St. Stephen — Some may call it “God’s country,” but it seems God himself has taken offence to such a claim. He has proven His extreme dislike for New Brunswick’s small border town by ruining their favourite time of year — autumn — with record-high humidity levels yesterday and again today.
The September highs are being reported by multiple news outlets, including CBC, who have suggested temperatures in St. Stephen will reach the low 40s (Celsius) this afternoon, making life “even more miserable there.”
“As if it weren’t already a miserable place to live,” griped perspiring St.

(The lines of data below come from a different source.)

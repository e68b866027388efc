//! recalibration/smoothing.rs

use crate::constants::recalibration::{SMOOTHING_ADOPT, SMOOTHING_RETAIN};
use crate::recalibration::types::Observation;
use crate::selector::ThresholdConfig;
use crate::utils::median;

/// `new = 0.7·old + 0.3·median` for both fields, size rounded to the byte.
/// `None` for an empty window.
pub fn smoothed(observations: &[Observation], current: &ThresholdConfig) -> Option<ThresholdConfig> {
    let entropies: Vec<f64> = observations.iter().map(|o| o.entropy).collect();
    let sizes: Vec<f64> = observations.iter().map(|o| o.size as f64).collect();
    let median_entropy = median(&entropies)?;
    let median_size = median(&sizes)?;

    let entropy = SMOOTHING_RETAIN * current.entropy_threshold + SMOOTHING_ADOPT * median_entropy;
    let size = SMOOTHING_RETAIN * current.size_threshold as f64 + SMOOTHING_ADOPT * median_size;
    Some(ThresholdConfig::new(entropy, size.round().max(0.0) as u64))
}

#[cfg(test)]
mod tests {
    use super::*;
    use crate::compression::Algorithm;

    #[test]
    fn blends_toward_medians() {
        let obs = [
            Observation::new(1.0, 1_000, Algorithm::Gzip),
            Observation::new(2.0, 3_000, Algorithm::Gzip),
            Observation::new(9.0, 2_000_000, Algorithm::Gzip),
        ];
        let cfg = smoothed(&obs, &ThresholdConfig::new(3.5, 5_000_000)).unwrap();
        assert!((cfg.entropy_threshold - (0.7 * 3.5 + 0.3 * 2.0)).abs() < 1e-12);
        assert_eq!(cfg.size_threshold, 3_500_900);
    }

    #[test]
    fn empty_window_has_no_proposal() {
        assert!(smoothed(&[], &ThresholdConfig::default()).is_none());
    }
}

Stephen resident Joey Joseph. “I mean, the monotony of the place, the people, the mayor, the animals and now this heat? I’m not going to be able to do anything at all in these extreme temperatures!”

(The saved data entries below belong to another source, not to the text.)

//! codecs/lzma.rs
//! LZMA2 in the `.xz` container via liblzma.

use std::io::{Read, Write};
use xz2::{read::XzDecoder, write::XzEncoder};

use crate::compression::types::{Algorithm, Codec, CompressionError};

pub struct LzmaCodec {
    preset: u32,
}

impl LzmaCodec {
    pub const fn new(preset: u32) -> Self {
        Self { preset }
    }
}

impl Codec for LzmaCodec {
    fn algorithm(&self) -> Algorithm {
        Algorithm::Lzma
    }

    fn compress(&self, input: &[u8]) -> Result<Vec<u8>, CompressionError> {
        let mut enc = XzEncoder::new(Vec::with_capacity(input.len() / 2 + 64), self.preset.min(9));
        enc.write_all(input)
            .map_err(|e| CompressionError::compress_failed("lzma", e))?;
        enc.finish()
            .map_err(|e| CompressionError::compress_failed("lzma", e))
    }

    fn decompress(&self, input: &[u8]) -> Result<Vec<u8>, CompressionError> {
        let mut dec = XzDecoder::new(input);
        let mut out = Vec::new();
        dec.read_to_end(&mut out)
            .map_err(|e| CompressionError::decompress_failed("lzma", e))?;
        Ok(out)
    }
}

Joseph had been planning to call in sick due to heat on Tuesday before he remembered that he doesn’t actually have a job.
“I picked up my phone and thought for a second or two, trying to figure out where I get my money from,” he detailed. “Can’t very well call in sick to the E.I. office, now can I?”

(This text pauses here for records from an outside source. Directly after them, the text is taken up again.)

//! catalog/store.rs
//! SQLite-backed metadata catalog.
//!
//! One writer connection serializes inserts and updates, so ids are handed
//! out in commit order. A second connection serves reads; with WAL enabled it
//! only ever observes committed rows and never blocks on the writer.

use std::fs;
use std::path::{Path, PathBuf};
use std::time::Duration;

use log::{debug, info, warn};
use parking_lot::Mutex;
use rusqlite::{params, params_from_iter, Connection, OptionalExtension, Params};

use crate::catalog::entry::{CatalogEntry, NewEntry, UndecodableRow};
use crate::catalog::filter::QueryFilter;
use crate::catalog::schema;
use crate::catalog::stats::{self, CatalogStats};
use crate::compression::Algorithm;
use crate::constants::DEFAULT_MIME;
use crate::features::{ContentClass, FeatureVector};
use crate::selector::Decision;
use crate::types::{CatalogError, CatalogResult};

const BUSY_TIMEOUT: Duration = Duration::from_secs(5);

/// Rows of a listing scan; undecodable ones are kept for the caller to report.
pub type ScannedRow = Result<CatalogEntry, UndecodableRow>;

const DECISION_COLUMNS: &str =
    "file_name, algo, entropy, size, entropy_threshold, size_threshold, timestamp, mime_type, content_class, forced";

#[derive(Debug)]
pub struct MetadataCatalog {
    path: PathBuf,
    writer: Mutex<Connection>,
    reader: Mutex<Connection>,
}

fn configure(conn: &Connection) -> CatalogResult<()> {
    conn.busy_timeout(BUSY_TIMEOUT)?;
    let mode: String = conn.pragma_update_and_check(None, "journal_mode", "WAL", |row| row.get(0))?;
    if !mode.eq_ignore_ascii_case("wal") {
        warn!("[CATALOG] journal_mode is {mode}, readers may block on the writer");
    }
    conn.pragma_update(None, "synchronous", "NORMAL")?;
    Ok(())
}

impl MetadataCatalog {
    /// Open or create the catalog at `path` and migrate it forward.
    /// Opening an up-to-date catalog twice is a no-op.
    pub fn open(path: impl Into<PathBuf>) -> CatalogResult<Self> {
        let path = path.into();
        if let Some(parent) = path.parent().filter(|p| !p.as_os_str().is_empty()) {
            fs::create_dir_all(parent)?;
        }

        let mut writer = Connection::open(&path)?;
        configure(&writer)?;
        let version = schema::migrate(&mut writer)?;

        let reader = Connection::open(&path)?;
        reader.busy_timeout(BUSY_TIMEOUT)?;

        info!("[CATALOG] opened {} (schema v{version})", path.display());
        Ok(Self {
            path,
            writer: Mutex::new(writer),
            reader: Mutex::new(reader),
        })
    }

    pub fn path(&self) -> &Path {
        &self.path
    }

    /// Insert one row in a single statement and return its id.
    pub fn record(&self, entry: &NewEntry) -> CatalogResult<i64> {
        entry.validate()?;
        let conn = self.writer.lock();
        conn.execute(
            "INSERT INTO files (file_name, file_hash, mime_type, content_class, algo, original_size,
                                compressed_size, compression_ratio, entropy, created_at)
             VALUES (?1, ?2, ?3, ?4, ?5, ?6, ?7, ?8, ?9, ?10)",
            params![
                entry.file_name,
                entry.content_hash,
                entry.mime,
                entry.content_class.as_str(),
                entry.algorithm.name(),
                entry.original_size as i64,
                entry.compressed_size as i64,
                entry.compression_ratio,
                entry.entropy,
                entry.created_at,
            ],
        )?;
        let id = conn.last_insert_rowid();
        debug!("[CATALOG] recorded id={id} {} ({})", entry.file_name, entry.algorithm);
        Ok(id)
    }

    pub fn get_by_id(&self, id: i64) -> CatalogResult<Option<CatalogEntry>> {
        let conn = self.reader.lock();
        let sql = format!("SELECT {} FROM files WHERE id = ?1", CatalogEntry::COLUMNS);
        Ok(conn.query_row(&sql, [id], CatalogEntry::from_row).optional()?)
    }

    /// Most recent row stored under `file_name`.
    pub fn latest_by_name(&self, file_name: &str) -> CatalogResult<Option<CatalogEntry>> {
        let conn = self.reader.lock();
        let sql = format!(
            "SELECT {} FROM files WHERE file_name = ?1 ORDER BY id DESC LIMIT 1",
            CatalogEntry::COLUMNS
        );
        Ok(conn.query_row(&sql, [file_name], CatalogEntry::from_row).optional()?)
    }

    /// Numeric id first, then exact file name (latest version). Only the id
    /// parse ignores surrounding whitespace.
    pub fn lookup(&self, id_or_name: &str) -> CatalogResult<CatalogEntry> {
        if let Ok(id) = id_or_name.trim().parse::<i64>() {
            if let Some(entry) = self.get_by_id(id)? {
                return Ok(entry);
            }
        }
        self.latest_by_name(id_or_name)?
            .ok_or_else(|| CatalogError::NotFound { key: id_or_name.to_string() })
    }

    fn scan<P: Params>(&self, sql: &str, params: P) -> CatalogResult<Vec<ScannedRow>> {
        let conn = self.reader.lock();
        let mut stmt = conn.prepare(sql)?;
        let rows = stmt.query_map(params, CatalogEntry::decode_row)?;
        Ok(rows.collect::<rusqlite::Result<Vec<_>>>()?)
    }

    /// Matching rows in insertion order, undecodable rows included.
    pub fn scan_query(&self, filter: &QueryFilter) -> CatalogResult<Vec<ScannedRow>> {
        let (where_clause, values) = filter.to_sql();
        let sql = format!("SELECT {} FROM files{where_clause} ORDER BY id", CatalogEntry::COLUMNS);
        self.scan(&sql, params_from_iter(values))
    }

    /// Rows awaiting entropy backfill in insertion order, undecodable rows included.
    pub fn scan_missing_entropy(&self) -> CatalogResult<Vec<ScannedRow>> {
        let sql = format!("SELECT {} FROM files WHERE entropy IS NULL ORDER BY id", CatalogEntry::COLUMNS);
        self.scan(&sql, [])
    }

    /// Matching rows in insertion order. Rows naming an algorithm this build
    /// does not know are skipped with a warning.
    pub fn query(&self, filter: &QueryFilter) -> CatalogResult<Vec<CatalogEntry>> {
        Ok(decoded_only(self.scan_query(filter)?))
    }

    /// The most recent `window` rows, oldest first.
    pub fn recent_entries(&self, window: usize) -> CatalogResult<Vec<CatalogEntry>> {
        let sql = format!(
            "SELECT {} FROM files ORDER BY id DESC LIMIT ?1",
            CatalogEntry::COLUMNS
        );
        let mut entries = decoded_only(self.scan(&sql, [window as i64])?);
        entries.reverse();
        Ok(entries)
    }

    pub fn entries_missing_entropy(&self) -> CatalogResult<Vec<CatalogEntry>> {
        Ok(decoded_only(self.scan_missing_entropy()?))
    }

    /// Only the entropy column of an existing row is ever updated.
    pub fn update_entropy(&self, id: i64, entropy: f64) -> CatalogResult<()> {
        let changed = self
            .writer
            .lock()
            .execute("UPDATE files SET entropy = ?1 WHERE id = ?2", params![entropy, id])?;
        if changed == 0 {
            return Err(CatalogError::NotFound { key: id.to_string() });
        }
        Ok(())
    }

    pub fn count(&self) -> CatalogResult<u64> {
        let n: i64 = self.reader.lock().query_row("SELECT COUNT(*) FROM files", [], |r| r.get(0))?;
        Ok(n.max(0) as u64)
    }

    pub fn stats(&self) -> CatalogResult<CatalogStats> {
        stats::compute(&self.reader.lock())
    }

    /// Append a decision, whatever the outcome of the store that follows.
    pub fn record_decision(&self, decision: &Decision) -> CatalogResult<i64> {
        let conn = self.writer.lock();
        conn.execute(
            &format!(
                "INSERT INTO decisions ({DECISION_COLUMNS}) VALUES (?1, ?2, ?3, ?4, ?5, ?6, ?7, ?8, ?9, ?10)"
            ),
            params![
                decision.file_name,
                decision.algorithm.name(),
                decision.features.entropy,
                decision.features.size as i64,
                decision.entropy_threshold_used,
                decision.size_threshold_used as i64,
                decision.timestamp,
                decision.features.mime,
                decision.features.content_class.as_str(),
                decision.forced,
            ],
        )?;
        Ok(conn.last_insert_rowid())
    }

    /// The most recent `window` decisions, oldest first. Rows naming an
    /// algorithm this build does not know are skipped with a warning.
    pub fn decisions(&self, window: usize) -> CatalogResult<Vec<Decision>> {
        let conn = self.reader.lock();
        let mut stmt = conn.prepare(&format!(
            "SELECT {DECISION_COLUMNS} FROM decisions ORDER BY id DESC LIMIT ?1"
        ))?;
        let rows = stmt.query_map([window as i64], |row| {
            Ok((
                row.get::<_, Option<String>>(0)?.unwrap_or_default(),
                row.get::<_, Option<String>>(1)?.unwrap_or_default(),
                row.get::<_, Option<f64>>(2)?.unwrap_or(0.0),
                row.get::<_, Option<i64>>(3)?.unwrap_or(0).max(0) as u64,
                row.get::<_, Option<f64>>(4)?.unwrap_or(0.0),
                row.get::<_, Option<i64>>(5)?.unwrap_or(0).max(0) as u64,
                row.get::<_, Option<f64>>(6)?.unwrap_or(0.0),
                row.get::<_, Option<String>>(7)?,
                row.get::<_, Option<String>>(8)?,
                row.get::<_, Option<bool>>(9)?.unwrap_or(false),
            ))
        })?;

        let mut decisions = Vec::new();
        for row in rows {
            let (file_name, algo, entropy, size, e_thr, s_thr, timestamp, mime, class, forced) = row?;
            let algorithm = match algo.parse::<Algorithm>() {
                Ok(a) => a,
                Err(e) => {
                    warn!("[CATALOG] skipping decision for {file_name}: {e}");
                    continue;
                }
            };
            let mime = mime.unwrap_or_else(|| DEFAULT_MIME.to_string());
            let content_class = class
                .and_then(|c| c.parse().ok())
                .unwrap_or_else(|| ContentClass::from_mime(&mime));
            decisions.push(Decision {
                file_name,
                algorithm,
                entropy_threshold_used: e_thr,
                size_threshold_used: s_thr,
                features: FeatureVector::new(entropy, size, content_class, mime),
                timestamp,
                forced,
            });
        }
        decisions.reverse();
        Ok(decisions)
    }

    pub fn decision_count(&self) -> CatalogResult<u64> {
        let n: i64 = self.reader.lock().query_row("SELECT COUNT(*) FROM decisions", [], |r| r.get(0))?;
        Ok(n.max(0) as u64)
    }
}

fn decoded_only(rows: Vec<ScannedRow>) -> Vec<CatalogEntry> {
    rows.into_iter()
        .filter_map(|row| match row {
            Ok(entry) => Some(entry),
            Err(bad) => {
                warn!("[CATALOG] skipping id={} {}: unknown algorithm {:?}", bad.id, bad.file_name, bad.algo);
                None
            }
        })
        .collect()
}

Our reporter spoke with a pastor from the local Baptist church who stated that this heat could be a message from the Lord Almighty that He’s getting pretty fed up with people referring to St. Stephen as “God’s country.”
“Who are we trying to fool?” asked Pastor Ben Hanley. “God’s country? Like, are we really trying to compare this place with Heaven? The Bible says that Heaven is holy and beautiful and perfect — so, basically exactly what this place is not.”
Though there is no actual proof that God is smiting the town, meteorologist Caroline Fryer claims that there is “absolutely a concentrated heat wave that is affecting St. Stephen more than anywhere else.” She explained that she’s never witnessed anything quite like this in all her years in the field.
“So it must be an act of God. It’s like you’re hitting a wall when you cross the town limits!” she exclaimed, wiping sweat from her brow. “The humidity is unbearable — even more unbearable than just being in the town normally is. And that’s something I never thought was even possible.”